◆ EXERCISE DIRECTIONS ◆
Scan the data below for the string "impl". Copy every line where it appears.

◆ DATASET CONTENT ◆
########

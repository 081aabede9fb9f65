//! Per-frame animators driven by the frame event bus.

use glam::{Mat4, Quat, Vec3};

use super::entity::{DynamicSphereId, MeshId};
use super::SceneState;
use crate::config::AnimationConfig;
use crate::core::events::{FrameEventBus, SubscriptionId};

/// Rotate a mesh about its local up axis by `degrees` after every frame
pub fn spin_mesh(bus: &mut FrameEventBus<SceneState>, id: MeshId, degrees: f32) -> SubscriptionId {
    let step = Mat4::from_rotation_y(degrees.to_radians());
    bus.subscribe(move |_, scene: &mut SceneState| {
        if let Some(transform) = scene.registry.mesh(id).map(|mesh| mesh.transform) {
            scene.registry.set_mesh_transform(id, transform * step);
        }
    })
}

/// Carry a dynamic sphere around the world up axis by `degrees` after every frame
pub fn orbit_dynamic_sphere(
    bus: &mut FrameEventBus<SceneState>,
    id: DynamicSphereId,
    degrees: f32,
) -> SubscriptionId {
    let step = Quat::from_rotation_y(degrees.to_radians());
    bus.subscribe(move |_, scene: &mut SceneState| {
        if let Some(center) = scene.registry.dynamic_sphere(id).map(|s| s.center()) {
            scene.registry.set_dynamic_sphere_position(id, step * center);
        }
    })
}

/// Orbit the camera around the origin with an optional vertical swing
///
/// The swing is `sin(pi * frame / period) * wave_distance` above the height
/// the camera had when the animator was installed.
pub fn orbit_camera(
    bus: &mut FrameEventBus<SceneState>,
    config: &AnimationConfig,
    base_height: f32,
) -> SubscriptionId {
    let orbit = config.camera_orbit_degrees;
    let wave = config.camera_wave_distance;
    let period = config.camera_wave_period;

    bus.subscribe(move |frame, scene: &mut SceneState| {
        scene.camera.orbit(Vec3::ZERO, orbit);
        if wave != 0.0 && period != 0.0 {
            let swing = (std::f32::consts::PI * frame as f32 / period).sin() * wave;
            let mut position = scene.camera.position();
            position.y = base_height + swing;
            scene.camera.set_position(position);
        }
    })
}
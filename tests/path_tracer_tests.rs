mod common;

use std::cell::RefCell;
use std::path::PathBuf;
use std::rc::Rc;

use glam::Vec3;
use progressive_tracer::config::{AnimationConfig, DynamicSphereConfig, MeshConfig, MeshSource};
use progressive_tracer::core::{BufferId, KernelSlot, RenderSequencer, SequencerState};
use progressive_tracer::scene::MeshEntity;
use progressive_tracer::traits::FrameHost;
use progressive_tracer::types::SphereData;
use progressive_tracer::{PathTracer, TracerError};

use common::{run_sequence, test_config, RecordingDevice};

fn tracer(frames: u32) -> PathTracer<RecordingDevice> {
    let config = test_config(frames);
    let mut tracer = PathTracer::new(RecordingDevice::default(), &config);
    tracer.populate_scene(&config).unwrap();
    tracer
}

fn mesh_with_vertices(count: usize) -> MeshEntity {
    let vertices = (0..count).map(|i| Vec3::new(i as f32, 0.0, 0.0)).collect();
    let indices = (0..count as u32 - 2).flat_map(|i| [0, i + 1, i + 2]).collect();
    MeshEntity::new(format!("Fan{}", count), vertices, indices)
}

// ============================================================================
// Sequenced runs
// ============================================================================

#[test]
fn three_frames_publish_in_order_and_accumulate() {
    let config = test_config(3);
    let mut tracer = PathTracer::new(RecordingDevice::default(), &config);
    tracer.populate_scene(&config).unwrap();

    let seen = Rc::new(RefCell::new(Vec::new()));
    let sink = seen.clone();
    tracer.subscribe(move |frame, _| sink.borrow_mut().push(frame));

    let mut sequencer = RenderSequencer::new(config.sequence.clone());
    run_sequence(&mut sequencer, &mut tracer);

    assert_eq!(*seen.borrow(), vec![0, 1, 2]);
    assert_eq!(tracer.device().dispatch_count(), 3);
    assert_eq!(tracer.device().blends.borrow().len(), 3);
    assert!(tracer.device().captures.borrow().is_empty());
}

#[test]
fn recording_captures_each_frame() {
    let mut config = test_config(2);
    config.sequence.record = true;
    let mut tracer = PathTracer::new(RecordingDevice::default(), &config);

    let mut sequencer = RenderSequencer::new(config.sequence.clone());
    run_sequence(&mut sequencer, &mut tracer);

    assert_eq!(
        *tracer.device().captures.borrow(),
        vec![
            PathBuf::from("Render/Frame_00000.png"),
            PathBuf::from("Render/Frame_00001.png"),
        ]
    );
}

#[test]
fn every_sequenced_frame_restarts_accumulation() {
    let config = test_config(4);
    let mut tracer = PathTracer::new(RecordingDevice::default(), &config);
    tracer.populate_scene(&config).unwrap();

    let mut sequencer = RenderSequencer::new(config.sequence.clone());
    run_sequence(&mut sequencer, &mut tracer);

    // The sequencer dirties the registry before each dispatch
    assert!(tracer.device().blends.borrow().iter().all(|&w| w == 1.0));
    assert_eq!(tracer.sample_count(), 1);
}

#[test]
fn cancellation_stops_events_and_releases_resources() {
    let config = test_config(10);
    let mut tracer = PathTracer::new(RecordingDevice::default(), &config);
    tracer.populate_scene(&config).unwrap();

    let seen = Rc::new(RefCell::new(Vec::new()));
    let sink = seen.clone();
    tracer.subscribe(move |frame, _| sink.borrow_mut().push(frame));

    let mut sequencer = RenderSequencer::new(config.sequence.clone());
    sequencer.start();
    while seen.borrow().len() < 2 {
        sequencer.tick(0.0, &mut tracer).unwrap();
    }

    sequencer.cancel(&mut tracer);
    sequencer.tick(1.0, &mut tracer).unwrap();

    assert_eq!(sequencer.state(), SequencerState::Cancelled);
    assert_eq!(*seen.borrow(), vec![0, 1]);
    assert_eq!(tracer.device().dispatch_count(), 2);
    assert_eq!(tracer.device().live_buffers(), 0);
    assert_eq!(tracer.device().live_targets(), 0);
    assert!(tracer.buffers().is_empty());
}

#[test]
fn rendering_after_cancel_uploads_meshes_again() {
    let config = test_config(10);
    let mut tracer = PathTracer::new(RecordingDevice::default(), &config);
    tracer.populate_scene(&config).unwrap();
    tracer.scene_mut().registry.register_mesh(MeshEntity::cube(2.0));

    let mut sequencer = RenderSequencer::new(config.sequence.clone());
    sequencer.start();
    sequencer.tick(0.0, &mut tracer).unwrap();
    sequencer.cancel(&mut tracer);
    assert!(tracer.buffers().is_empty());

    tracer.render_frame().unwrap();

    let bound: Vec<KernelSlot> = tracer
        .device()
        .last_dispatch()
        .unwrap()
        .bound
        .iter()
        .map(|(slot, _)| *slot)
        .collect();
    assert_eq!(
        bound,
        vec![
            KernelSlot::Spheres,
            KernelSlot::MeshObjects,
            KernelSlot::Vertices,
            KernelSlot::Indices,
        ]
    );
    assert_eq!(tracer.buffers().count(BufferId::Vertices), Some(8));
    assert_eq!(tracer.device().last_dispatch().unwrap().params.mesh_object_count, 1);
}

#[test]
fn dispatch_failure_aborts_the_run() {
    let config = test_config(5);
    let mut tracer = PathTracer::new(RecordingDevice::default(), &config);
    tracer.populate_scene(&config).unwrap();
    tracer.device().fail_dispatch_at.set(Some(1));

    let mut sequencer = RenderSequencer::new(config.sequence.clone());
    sequencer.start();
    sequencer.tick(0.0, &mut tracer).unwrap();
    let err = sequencer.tick(0.0, &mut tracer).unwrap_err();

    assert!(matches!(err, TracerError::Gpu(_)));
    assert_eq!(sequencer.state(), SequencerState::Cancelled);
    assert_eq!(sequencer.frames_completed(), 1);
    assert_eq!(tracer.device().live_targets(), 0);
}

// ============================================================================
// Scene upload
// ============================================================================

#[test]
fn mesh_pools_are_concatenated_in_registration_order() {
    let mut tracer = tracer(1);
    let first = mesh_with_vertices(4);
    let first_index_count = first.index_count() as u32;
    tracer.scene_mut().registry.register_mesh(first);
    tracer.scene_mut().registry.register_mesh(mesh_with_vertices(6));

    tracer.render_frame().unwrap();

    let flat = tracer.scene().registry.flattened();
    assert_eq!(flat.vertices.len(), 10);
    let offsets: Vec<u32> = flat.mesh_objects.iter().map(|m| m.indices_offset).collect();
    assert_eq!(offsets, vec![0, first_index_count]);

    assert_eq!(tracer.buffers().count(BufferId::Vertices), Some(10));
    assert_eq!(tracer.buffers().stride(BufferId::Vertices), Some(12));
    assert_eq!(tracer.buffers().stride(BufferId::MeshObjects), Some(72));
    assert_eq!(tracer.buffers().stride(BufferId::Indices), Some(4));

    let dispatch = tracer.device().last_dispatch().unwrap();
    assert_eq!(dispatch.params.mesh_object_count, 2);
    assert_eq!(dispatch.bound.len(), 4);
}

#[test]
fn empty_scene_dispatches_with_nothing_bound() {
    let config = test_config(1);
    let mut tracer = PathTracer::new(RecordingDevice::default(), &config);

    tracer.render_frame().unwrap();

    let dispatch = tracer.device().last_dispatch().unwrap();
    assert!(dispatch.bound.is_empty());
    assert_eq!(dispatch.params.sphere_count, 0);
    assert_eq!(tracer.device().buffers_created.borrow().len(), 0);
}

#[test]
fn unchanged_scene_reuses_buffers() {
    let mut tracer = tracer(1);
    tracer.scene_mut().registry.register_mesh(MeshEntity::cube(1.0));

    tracer.render_frame().unwrap();
    let allocations = tracer.buffers().allocations();
    tracer.mark_scene_dirty();
    tracer.render_frame().unwrap();
    tracer.render_frame().unwrap();

    assert_eq!(tracer.buffers().allocations(), allocations);
    assert_eq!(tracer.device().live_buffers(), 4);
}

#[test]
fn removing_all_meshes_releases_mesh_buffers() {
    let mut tracer = tracer(1);
    let id = tracer.scene_mut().registry.register_mesh(MeshEntity::cube(1.0));
    tracer.render_frame().unwrap();
    assert!(tracer.buffers().contains(BufferId::Vertices));

    tracer.scene_mut().registry.unregister_mesh(id);
    tracer.render_frame().unwrap();

    assert!(!tracer.buffers().contains(BufferId::Vertices));
    assert!(!tracer.buffers().contains(BufferId::Indices));
    assert!(!tracer.buffers().contains(BufferId::MeshObjects));
    let bound: Vec<KernelSlot> = tracer
        .device()
        .last_dispatch()
        .unwrap()
        .bound
        .iter()
        .map(|(slot, _)| *slot)
        .collect();
    assert_eq!(bound, vec![KernelSlot::Spheres]);
}

#[test]
fn adding_a_dynamic_sphere_grows_the_sphere_buffer() {
    let mut tracer = tracer(1);
    tracer.render_frame().unwrap();
    assert_eq!(tracer.buffers().count(BufferId::Spheres), Some(8));

    tracer
        .scene_mut()
        .registry
        .register_dynamic_sphere(SphereData::new(Vec3::new(0.0, 200.0, 0.0), 4.0));
    tracer.render_frame().unwrap();

    assert_eq!(tracer.buffers().count(BufferId::Spheres), Some(9));
    assert_eq!(tracer.device().last_dispatch().unwrap().params.sphere_count, 9);
}

// ============================================================================
// Sample count
// ============================================================================

#[test]
fn sample_count_grows_while_nothing_changes() {
    let mut tracer = tracer(1);
    for _ in 0..3 {
        tracer.render_frame().unwrap();
    }
    assert_eq!(tracer.sample_count(), 3);
    assert_eq!(tracer.device().blends.borrow().as_slice(), &[1.0, 0.5, 1.0 / 3.0]);
}

#[test]
fn resize_resets_samples_and_recreates_targets() {
    let mut tracer = tracer(1);
    tracer.render_frame().unwrap();
    tracer.render_frame().unwrap();

    tracer.resize(128, 96);
    tracer.render_frame().unwrap();

    assert_eq!(tracer.sample_count(), 1);
    assert_eq!(
        *tracer.device().targets_created.borrow(),
        vec![(64, 48), (64, 48), (128, 96), (128, 96)]
    );
    assert_eq!(tracer.device().targets_released.get(), 2);
}

#[test]
fn zero_sized_resize_is_ignored() {
    let mut tracer = tracer(1);
    tracer.render_frame().unwrap();
    tracer.resize(0, 96);
    tracer.render_frame().unwrap();

    assert_eq!(tracer.viewport(), (64, 48));
    assert_eq!(tracer.sample_count(), 2);
}

#[test]
fn camera_change_resets_samples_when_accumulating() {
    let mut tracer = tracer(1);
    tracer.render_frame().unwrap();
    tracer.render_frame().unwrap();

    tracer.scene_mut().camera.set_position(Vec3::new(0.0, 50.0, -100.0));
    tracer.render_frame().unwrap();

    assert_eq!(tracer.sample_count(), 1);
}

#[test]
fn registry_rebuild_resets_samples() {
    let mut tracer = tracer(1);
    tracer.render_frame().unwrap();
    tracer.render_frame().unwrap();

    tracer.mark_scene_dirty();
    tracer.render_frame().unwrap();

    assert_eq!(tracer.sample_count(), 1);
}

#[test]
fn disabled_accumulation_never_blends_and_samples_pixel_centres() {
    let mut config = test_config(1);
    config.accumulation = false;
    let mut tracer = PathTracer::new(RecordingDevice::default(), &config);

    tracer.render_frame().unwrap();
    tracer.scene_mut().camera.set_position(Vec3::new(5.0, 40.0, -120.0));
    tracer.render_frame().unwrap();

    assert!(tracer.device().blends.borrow().is_empty());
    assert_eq!(tracer.sample_count(), 0);
    let dispatch = tracer.device().last_dispatch().unwrap();
    assert_eq!(dispatch.params.pixel_offset, [0.5, 0.5]);
    assert!(!tracer.scene().camera.has_changed());
}

#[test]
fn accumulating_jitter_stays_within_half_pixel() {
    let mut tracer = tracer(1);
    for _ in 0..16 {
        tracer.render_frame().unwrap();
    }
    for dispatch in tracer.device().dispatches.borrow().iter() {
        let [x, y] = dispatch.params.pixel_offset;
        assert!((0.0..0.5).contains(&x) && (0.0..0.5).contains(&y));
    }
}

#[test]
fn capture_before_first_frame_is_an_error() {
    let tracer = tracer(1);
    let err = tracer.capture(std::path::Path::new("Render/Frame_00000.png")).unwrap_err();
    assert!(matches!(err, TracerError::Capture(_)));
}

// ============================================================================
// Animation through the event bus
// ============================================================================

#[test]
fn configured_animators_move_content_each_frame() {
    let mut config = test_config(3);
    config.meshes = vec![MeshConfig {
        source: MeshSource::Cube { size: 10.0 },
        translation: [0.0, 5.0, 0.0],
        rotation_degrees: [0.0; 3],
        scale: 1.0,
        spin_degrees: 1.5,
    }];
    config.dynamic_spheres = vec![DynamicSphereConfig {
        position: [30.0, 6.0, 0.0],
        orbit_degrees: -2.0,
        ..Default::default()
    }];
    config.animation = AnimationConfig {
        camera_orbit_degrees: -1.0,
        ..Default::default()
    };

    let mut tracer = PathTracer::new(RecordingDevice::default(), &config);
    let summary = tracer.populate_scene(&config).unwrap();
    assert_eq!(summary.animators, 3);
    let camera_start = tracer.scene().camera.position();

    let mut sequencer = RenderSequencer::new(config.sequence.clone());
    run_sequence(&mut sequencer, &mut tracer);

    let spheres = tracer.scene().registry.spheres();
    let orbiting = spheres.last().unwrap();
    assert!((orbiting.center() - Vec3::new(30.0, 6.0, 0.0)).length() > 1.0);
    assert!((orbiting.center().length() - Vec3::new(30.0, 6.0, 0.0).length()).abs() < 1e-3);
    assert_ne!(tracer.scene().camera.position(), camera_start);

    // Frame 0 is dispatched before any animator has run
    let dispatches = tracer.device().dispatches.borrow();
    assert_ne!(dispatches[0].params.camera_to_world, dispatches[1].params.camera_to_world);
}
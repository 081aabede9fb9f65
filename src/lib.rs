pub mod camera;
pub mod cli;
pub mod config;
pub mod core;
pub mod error;
pub mod loaders;
pub mod math;
pub mod renderer;
pub mod scene;
pub mod traits;
pub mod types;

pub use config::TracerConfig;
pub use error::{Result, TracerError};
pub use renderer::PathTracer;
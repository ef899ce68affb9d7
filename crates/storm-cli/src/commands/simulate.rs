//! Simulate command — runs the scene headless for a fixed number of frames

use crate::scene::{build_scene, SystemCounters};
use anyhow::{Context, Result};
use std::time::Instant;
use storm_core::Xorshift64;

pub struct SimulateArgs {
    pub config: Option<String>,
    pub seed: u64,
    pub frames: u64,
    pub fps: Option<f64>,
}

pub fn run(args: SimulateArgs) -> Result<()> {
    let config = super::load_config(args.config.as_deref())?;
    let fps = args.fps.unwrap_or(config.scene.frames_per_second);
    if !fps.is_finite() || fps <= 0.0 {
        anyhow::bail!("Frame rate must be positive, got {}", fps);
    }

    let (mut animator, mut sink) = build_scene(&config, Xorshift64::new(args.seed));
    log::info!(
        "simulating {} frames at {} fps (seed {})",
        args.frames,
        fps,
        args.seed
    );

    let started = Instant::now();
    for frame in 0..args.frames {
        let timestamp = frame as f64 / fps;
        animator
            .animate(timestamp, &mut sink)
            .with_context(|| format!("Frame {frame} failed"))?;
    }
    let wall = started.elapsed();

    let stats = sink.stats();
    let counters = SystemCounters::collect(&animator);
    println!("Simulated {:.2}s of scene time in {:.1?}", animator.clock().time(), wall);
    println!();
    println!("Lightning:");
    println!("  Pulses:         {}", counters.pulses);
    println!("  Flashes:        {}", counters.flashes);
    println!("  Lit frames:     {} / {}", stats.lit_frames, stats.frames);
    println!("  Peak intensity: {:.2}", stats.peak_intensity);
    let [r, g, b] = sink.ambient_light();
    let bg = sink.background();
    println!("  Final ambient:  ({r:.2}, {g:.2}, {b:.2}), background ({:.3}, {:.3}, {:.3})", bg.r, bg.g, bg.b);
    println!();
    println!("Particles:");
    println!("  Active:         {} / {}", counters.active_particles, config.particles.capacity);
    println!("  Recycles:       {}", counters.recycles);
    println!("  Transform writes: {}", stats.transform_writes);
    println!("  Buffer uploads: {}", stats.uploads);
    println!("  Buffer size:    {} bytes", sink.instances().as_bytes().len());

    Ok(())
}
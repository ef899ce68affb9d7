//! Storm Runtime - Frame loop infrastructure
//!
//! Provides the per-frame building blocks:
//! - `FrameClock` / `FrameTime` — host timestamps turned into sanitized time and elapsed time
//! - `FrameSystem` — trait for systems ticked once per frame
//! - `Animator` — runs systems in registration order against one shared random stream, then presents

mod animator;
mod clock;
mod system;

pub use animator::Animator;
pub use clock::{clamp_elapsed, FrameClock, FrameTime};
pub use system::FrameSystem;
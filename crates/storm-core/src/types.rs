//! Render-facing value types

use glam::{Mat4, Quat, Vec3};
use serde::{Deserialize, Serialize};

/// A rigid transform with position and quaternion orientation
#[derive(Clone, Copy, Debug, PartialEq)]
pub struct Transform {
    pub position: Vec3,
    pub rotation: Quat,
}

impl Default for Transform {
    fn default() -> Self {
        Self::IDENTITY
    }
}

impl Transform {
    pub const IDENTITY: Self = Self {
        position: Vec3::ZERO,
        rotation: Quat::IDENTITY,
    };

    pub fn from_position(position: Vec3) -> Self {
        Self {
            position,
            ..Self::IDENTITY
        }
    }

    pub fn with_rotation(mut self, rotation: Quat) -> Self {
        self.rotation = rotation;
        self
    }

    /// Identity orientation rotated about `axis` (world space) by `angle` radians.
    /// `axis` must be normalized.
    pub fn with_axis_angle(self, axis: Vec3, angle: f32) -> Self {
        self.with_rotation(Quat::from_axis_angle(axis, angle))
    }

    /// Convert to a 4x4 transformation matrix (column-major)
    pub fn to_matrix(&self) -> [[f32; 4]; 4] {
        Mat4::from_rotation_translation(self.rotation, self.position).to_cols_array_2d()
    }
}

/// Linear RGB color, channels in [0, 1]
#[derive(Clone, Copy, Debug, PartialEq, Serialize, Deserialize)]
pub struct Color {
    pub r: f32,
    pub g: f32,
    pub b: f32,
}

impl Color {
    pub const WHITE: Self = Self::new(1.0, 1.0, 1.0);
    pub const BLACK: Self = Self::new(0.0, 0.0, 0.0);

    pub const fn new(r: f32, g: f32, b: f32) -> Self {
        Self { r, g, b }
    }

    /// Neutral gray with every channel set to `level`
    pub const fn gray(level: f32) -> Self {
        Self::new(level, level, level)
    }

    pub fn from_hex(hex: u32) -> Self {
        Self {
            r: ((hex >> 16) & 0xFF) as f32 / 255.0,
            g: ((hex >> 8) & 0xFF) as f32 / 255.0,
            b: (hex & 0xFF) as f32 / 255.0,
        }
    }

    pub fn to_array(&self) -> [f32; 3] {
        [self.r, self.g, self.b]
    }
}

impl Default for Color {
    fn default() -> Self {
        Self::BLACK
    }
}

#[cfg(test)]
mod tests {
    use super::*;

    #[test]
    fn test_transform_default() {
        let t = Transform::default();
        assert_eq!(t.position, Vec3::ZERO);
        assert_eq!(t.rotation, Quat::IDENTITY);
        assert_eq!(t.to_matrix(), Mat4::IDENTITY.to_cols_array_2d());
    }

    #[test]
    fn test_matrix_translation_column() {
        let t = Transform::from_position(Vec3::new(3.0, -50.0, 7.0))
            .with_axis_angle(Vec3::Y, 1.2);
        let m = t.to_matrix();
        assert_eq!(m[3], [3.0, -50.0, 7.0, 1.0]);
    }

    #[test]
    fn test_axis_angle_keeps_axis_fixed() {
        let axis = Vec3::new(1.0, 2.0, -0.5).normalize();
        let t = Transform::IDENTITY.with_axis_angle(axis, 2.5);
        let rotated = t.rotation * axis;
        assert!((rotated - axis).length() < 1e-5);
    }

    #[test]
    fn test_color_from_hex() {
        let c = Color::from_hex(0x003141);
        assert!(c.r.abs() < 0.01);
        assert!((c.g - 0.192).abs() < 0.01);
        assert!((c.b - 0.255).abs() < 0.01);
    }

    #[test]
    fn test_gray() {
        assert_eq!(Color::gray(0.5).to_array(), [0.5, 0.5, 0.5]);
    }
}
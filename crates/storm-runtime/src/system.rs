//! Frame system trait

use crate::clock::FrameTime;
use std::any::Any;
use storm_core::{FrameSink, RandomSource, Result};

/// A system that is ticked once per display frame
///
/// Systems are updated in registration order and all draw from the same
/// random source, so registration order is part of the observable output
/// for a given seed.
pub trait FrameSystem {
    /// Advance by one frame, writing results into `sink`
    fn update(
        &mut self,
        frame: FrameTime,
        rng: &mut dyn RandomSource,
        sink: &mut dyn FrameSink,
    ) -> Result<()>;

    /// Human-readable name for this system
    fn name(&self) -> &str;

    /// Concrete system, for typed lookups through `Animator::system`
    fn as_any(&self) -> &dyn Any;
}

########

◆ RESPONSE FOR THIS EXERCISE ◆
impl Default for Transform {
impl Transform {
impl Color {
impl Default for Color {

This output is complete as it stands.